**Exercise directions:**
Restate word for word the entries below, starting with the line with "state.satiety >= costs::FINAL_DELIVERY_MIN_SATIETY" and continuing through the line with "next.ignited = true;". Include both of those lines and no others.

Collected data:
impl<'a> Generator<'a> {
    /// Create a generator after validating the catalog.
    pub fn new(catalog: &'a RuleCatalog) -> Result<Self> {
        catalog.validate()?;
        Ok(Self {
            catalog,
            observers: Vec::new(),
        })
    }

    /// Add an observer notified of generation events
    pub fn with_observer(mut self, observer: Box<dyn Observer>) -> Self {
        self.observers.push(observer);
        self
    }

    pub fn catalog(&self) -> &RuleCatalog {
        self.catalog
    }

    /// Explore every state reachable from `initial`.
    pub fn generate(&mut self, initial: State) -> Result<StateGraph> {
        self.catalog.validate_state(&initial)?;
        for observer in &mut self.observers {
            observer.on_generation_start(&initial)?;
        }

        let start_cell = initial.position;
        let mut table = StateTable::new();
        let (root, _) = table.intern(initial)?;
        let mut graph = StateGraph::new(table, root);
        let mut expanded = vec![false; graph.len()];
        let mut stack = vec![Frame {
            id: root,
            previous: start_cell,
        }];

        while let Some(frame) = stack.pop() {
            let index = frame.id.index();
            if expanded.len() < graph.len() {
                expanded.resize(graph.len(), false);
            }
            if expanded[index] {
                continue;
            }
            expanded[index] = true;

            let state = graph.state(frame.id).clone();
            match self.classify(&state) {
                Some(Terminal::Accepting) => {
                    graph.mark_accepting(frame.id);
                    for observer in &mut self.observers {
                        observer.on_accepting(frame.id, &state)?;
                    }
                    continue;
                }
                Some(Terminal::Failing(reason)) => {
                    self.fail(&mut graph, frame.id, &state, reason)?;
                    continue;
                }
                None => {}
            }

            let successors = self.expand(&state, frame.previous);
            if successors.is_empty() {
                self.fail(
                    &mut graph,
                    frame.id,
                    &state,
                    FailureReason::NoAffordableAction,
                )?;
                continue;
            }
            check_probability_sum(frame.id, &state, &successors)?;

            let mut edges = Vec::with_capacity(successors.len());
            for (next, transition) in successors {
                let (target, fresh) = graph.table_mut().intern(next)?;
                if fresh {
                    if let Some(limit) = self.catalog.max_states {
                        if graph.len() > limit {
                            return Err(Error::StateLimitExceeded { limit });
                        }
                    }
                }
                edges.push(Edge { target, transition });
            }

            for observer in &mut self.observers {
                observer.on_state_expanded(frame.id, &state, edges.len())?;
            }
            for edge in edges.iter().rev() {
                if !expanded.get(edge.target.index()).copied().unwrap_or(false) {
                    stack.push(Frame {
                        id: edge.target,
                        previous: state.position,
                    });
                }
            }
            graph.set_edges(frame.id, edges);
        }

        graph.finish();
        let stats = graph.stats();
        for observer in &mut self.observers {
            observer.on_generation_end(&stats)?;
        }
        Ok(graph)
    }

    fn fail(
        &mut self,
        graph: &mut StateGraph,
        id: StateId,
        state: &State,
        reason: FailureReason,
    ) -> Result<()> {
        graph.mark_failing(id, reason);
        for observer in &mut self.observers {
            observer.on_failing(id, state, reason)?;
        }
        Ok(())
    }

    fn classify(&self, state: &State) -> Option<Terminal> {
        if state.ignited && state.remaining_time >= 0.0 {
            Some(Terminal::Accepting)
        } else if state.remaining_time <= 0.0 {
            Some(Terminal::Failing(FailureReason::OutOfTime))
        } else if state.satiety <= 0.0 {
            Some(Terminal::Failing(FailureReason::Starved))
        } else {
            None
        }
    }

    /// Enumerate every enabled action with its probability and reward.
    ///
    /// Non-movement actions come first in priority order, followed by
    /// normal-pace and then fast-pace moves in direction order.
    fn expand(&self, state: &State, previous: Coord) -> Vec<(State, Transition)> {
        let mut actions = self.handling_actions(state);

        let directions = legal_directions(
            state.position,
            previous,
            self.catalog.board_width,
            self.catalog.board_height,
        );
        let normal_cost = move_cost(state, Pace::Normal);
        let fast_cost = move_cost(state, Pace::Fast);
        let normal_pace = !directions.is_empty()
            && state.satiety >= normal_cost
            && state.remaining_time >= costs::STEP_TIME;
        let fast_pace = self.has_room_and_satiety_for_fast_pace(state, &directions, fast_cost);
        let mut paces = Vec::with_capacity(2);
        if normal_pace {
            paces.push(Pace::Normal);
        }
        if fast_pace {
            paces.push(Pace::Fast);
        }

        let preference = if paces.is_empty() {
            Preference::default()
        } else {
            self.preference(state)
        };
        let station_dir = (preference.station > 0.0)
            .then(|| best_direction(&directions, self.catalog.filling_station))
            .flatten();
        let delivery_dir = (preference.delivery > 0.0)
            .then(|| best_direction(&directions, self.catalog.delivery_zone))
            .flatten();
        let reserved_for = |dir: Direction| {
            let mut mass = 0.0;
            if station_dir == Some(dir) {
                mass += preference.station;
            }
            if delivery_dir == Some(dir) {
                mass += preference.delivery;
            }
            mass
        };

        let preferred_count = directions
            .iter()
            .filter(|(dir, _)| reserved_for(*dir) > 0.0)
            .count();
        let reserved_total: f64 = directions.iter().map(|(dir, _)| reserved_for(*dir)).sum();
        let other_count = actions.len() + (directions.len() - preferred_count) * paces.len();

        // With nothing else enabled the reserved mass is rescaled to cover everything.
        let (share, scale) = if other_count > 0 {
            ((1.0 - reserved_total) / other_count as f64, 1.0)
        } else if reserved_total > 0.0 {
            (0.0, 1.0 / reserved_total)
        } else {
            (0.0, 1.0)
        };

        for (_, transition) in actions.iter_mut() {
            transition.probability = share;
        }

        for &pace in &paces {
            let (satiety_cost, time_cost) = match pace {
                Pace::Normal => (normal_cost, costs::STEP_TIME),
                Pace::Fast => (fast_cost, costs::FAST_STEP_TIME),
            };
            for &(dir, cell) in &directions {
                let mut next = state.successor();
                next.satiety -= satiety_cost;
                next.remaining_time -= time_cost;
                next.position = cell;
                let mut transition = Transition::movement(dir, pace);
                let reserved = reserved_for(dir);
                transition.probability = if reserved > 0.0 {
                    reserved * scale / paces.len() as f64
                } else {
                    share
                };
                actions.push(self.label(state, next, transition));
            }
        }

        actions
    }

    /// Deliver, ignite, pick-up and refuel actions in priority order.
    fn handling_actions(&self, state: &State) -> Vec<(State, Transition)> {
        let catalog = self.catalog;
        let mut actions = Vec::new();
        let at_delivery = state.position == catalog.delivery_zone;
        let has_time = state.remaining_time >= costs::STEP_TIME;
        let can_handle = has_time && state.satiety >= costs::HANDLING_MIN_SATIETY;
        let counts = state.delivered_counts();

        if at_delivery
            && has_time
            && state.satiety >= costs::FINAL_DELIVERY_MIN_SATIETY
            && catalog
                .final_delivery_gate
                .allows(&counts, &catalog.targets)
        {
            let mut next = state.successor();
            next.satiety -= costs::FINAL_DELIVERY;
            next.remaining_time -= costs::STEP_TIME;
            next.delivered.push(Delivery::Fuel);
            self.bump_progress(&mut next);
            let transition = Transition::new(ActionKind::Unload).with_item(Delivery::Fuel);
            actions.push(self.label(state, next, transition));
        }

        if at_delivery && can_handle && counts.meets(&catalog.targets) {
            let mut next = state.successor();
            next.satiety -= costs::HANDLING;
            next.remaining_time -= costs::STEP_TIME;
            next.ignited = true;
            self.bump_progress(&mut next);
            actions.push(self.label(state, next, Transition::new(ActionKind::Ignite)));
        }

        if let Some(item) = state.cargo {
            if at_delivery && can_handle {
                let mut next = state.successor();
                next.satiety -= costs::HANDLING;
                next.remaining_time -= costs::STEP_TIME;
                next.cargo = None;
                next.delivered.push(Delivery::from(item));
                self.bump_progress(&mut next);
                let transition = Transition::new(ActionKind::Unload).with_item(item);
                actions.push(self.label(state, next, transition));
            }
        }

        if state.cargo.is_none() && can_handle {
            for item in [Item::Log, Item::Stone] {
                for (i, cell) in catalog.cells(item).iter().enumerate() {
                    let remaining = match item {
                        Item::Log => state.log_cells[i],
                        Item::Stone => state.stone_cells[i],
                    };
                    if cell.position != state.position || remaining == 0 {
                        continue;
                    }
                    let mut next = state.successor();
                    next.satiety -= costs::HANDLING;
                    next.remaining_time -= costs::STEP_TIME;
                    next.cargo = Some(item);
                    match item {
                        Item::Log => next.log_cells[i] -= 1,
                        Item::Stone => next.stone_cells[i] -= 1,
                    }
                    let transition = Transition::new(ActionKind::Load).with_item(item);
                    actions.push(self.label(state, next, transition));
                }
            }
        }

        if state.position == catalog.filling_station
            && has_time
            && state.satiety > 0.0
            && state.satiety < catalog.max_satiety
        {
            let mut next = state.successor();
            next.remaining_time -= costs::STEP_TIME;
            next.satiety = catalog.max_satiety.min(state.satiety + catalog.refuel_amount);
            actions.push(self.label(state, next, Transition::new(ActionKind::Refuel)));
        }

        actions
    }

    /// Fast moves are enabled by the catalog and need satiety for the doubled cost.
    pub fn has_room_and_satiety_for_fast_pace(
        &self,
        state: &State,
        directions: &[(Direction, Coord)],
        fast_cost: f64,
    ) -> bool {
        self.catalog.fast_pace
            && !directions.is_empty()
            && state.satiety >= fast_cost
            && state.remaining_time >= costs::FAST_STEP_TIME
    }

    fn preference(&self, state: &State) -> Preference {
        let catalog = self.catalog;
        let station_distance = state.position.distance(&catalog.filling_station).floor();
        let eat = if station_distance >= state.satiety {
            1.0 - state.satiety / (state.satiety + 1.0)
        } else {
            0.0
        };
        let unload = if state.is_carrying() {
            let distance = state.position.distance(&catalog.delivery_zone).floor();
            distance / (distance + 1.0)
        } else {
            0.0
        };

        let blend = catalog.eat_vs_unload_preference;
        let trade_off = blend * eat + (1.0 - blend) * unload;
        if trade_off <= 0.0 {
            return Preference::default();
        }
        let reserved = catalog.eat_and_unload_vs_rest_preference;
        Preference {
            station: reserved * blend * eat / trade_off,
            delivery: reserved * (1.0 - blend) * unload / trade_off,
        }
    }

    fn bump_progress(&self, state: &mut State) {
        if state.is_progress_positive(&self.catalog.targets) {
            state.game_progress += 1;
        }
    }

    fn label(&self, prev: &State, next: State, mut transition: Transition) -> (State, Transition) {
        transition.feedback = self.catalog.feedback(prev, &next);
        (next, transition)
    }
}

**Reply to the exercise:**
            && state.satiety >= costs::FINAL_DELIVERY_MIN_SATIETY
            && catalog
                .final_delivery_gate
                .allows(&counts, &catalog.targets)
        {
            let mut next = state.successor();
            next.satiety -= costs::FINAL_DELIVERY;
            next.remaining_time -= costs::STEP_TIME;
            next.delivered.push(Delivery::Fuel);
            self.bump_progress(&mut next);
            let transition = Transition::new(ActionKind::Unload).with_item(Delivery::Fuel);
            actions.push(self.label(state, next, transition));
        }

        if at_delivery && can_handle && counts.meets(&catalog.targets) {
            let mut next = state.successor();
            next.satiety -= costs::HANDLING;
            next.remaining_time -= costs::STEP_TIME;
            next.ignited = true;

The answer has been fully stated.